======== Data for this exercise

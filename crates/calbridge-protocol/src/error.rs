//! Protocol error types.

use thiserror::Error;

/// Result type for protocol operations.
pub type ProtocolResult<T> = Result<T, ProtocolError>;

#[derive(Debug, Error)]
pub enum ProtocolError {
    #[error("message too large: {size} bytes (max: {max})")]
    MessageTooLarge { size: u32, max: u32 },

    #[error("serialization failed: {0}")]
    Serialization(#[from] serde_json::Error),

    #[error("unsupported protocol version: {0}")]
    UnsupportedVersion(String),

    #[error("IO error: {0}")]
    Io(#[from] std::io::Error),

    /// Connection closed in the middle of a frame.
    #[error("incomplete message: expected {expected} bytes, got {received}")]
    IncompleteMessage { expected: usize, received: usize },

    #[error("empty message")]
    EmptyMessage,

    /// Event name outside the broadcast vocabulary.
    #[error("unknown event: {0}")]
    UnknownEvent(String),
}

impl ProtocolError {
    /// Errors after which the byte stream can no longer be trusted.
    ///
    /// A frame that decoded to bad JSON is skipped; a broken length prefix
    /// or transport error ends the connection.
    pub fn is_fatal(&self) -> bool {
        !matches!(
            self,
            Self::Serialization(_) | Self::UnsupportedVersion(_) | Self::UnknownEvent(_)
        )
    }
}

================

Problem to solve ▸
Please give each line above again, word for word.

Exercise answer ▸
filename crates/calbridge-protocol/src/error.rs
//! Protocol error types.

use thiserror::Error;

/// Result type for protocol operations.
pub type ProtocolResult<T> = Result<T, ProtocolError>;

#[derive(Debug, Error)]
pub enum ProtocolError {
    #[error("message too large: {size} bytes (max: {max})")]
    MessageTooLarge { size: u32, max: u32 },

    #[error("serialization failed: {0}")]
    Serialization(#[from] serde_json::Error),

    #[error("unsupported protocol version: {0}")]
    UnsupportedVersion(String),

    #[error("IO error: {0}")]
    Io(#[from] std::io::Error),

    /// Connection closed in the middle of a frame.
    #[error("incomplete message: expected {expected} bytes, got {received}")]
    IncompleteMessage { expected: usize, received: usize },

    #[error("empty message")]
    EmptyMessage,

    /// Event name outside the broadcast vocabulary.
    #[error("unknown event: {0}")]
    UnknownEvent(String),
}

impl ProtocolError {
    /// Errors after which the byte stream can no longer be trusted.
    ///
    /// A frame that decoded to bad JSON is skipped; a broken length prefix
    /// or transport error ends the connection.
    pub fn is_fatal(&self) -> bool {
        !matches!(
            self,
            Self::Serialization(_) | Self::UnsupportedVersion(_) | Self::UnknownEvent(_)
        )
    }
}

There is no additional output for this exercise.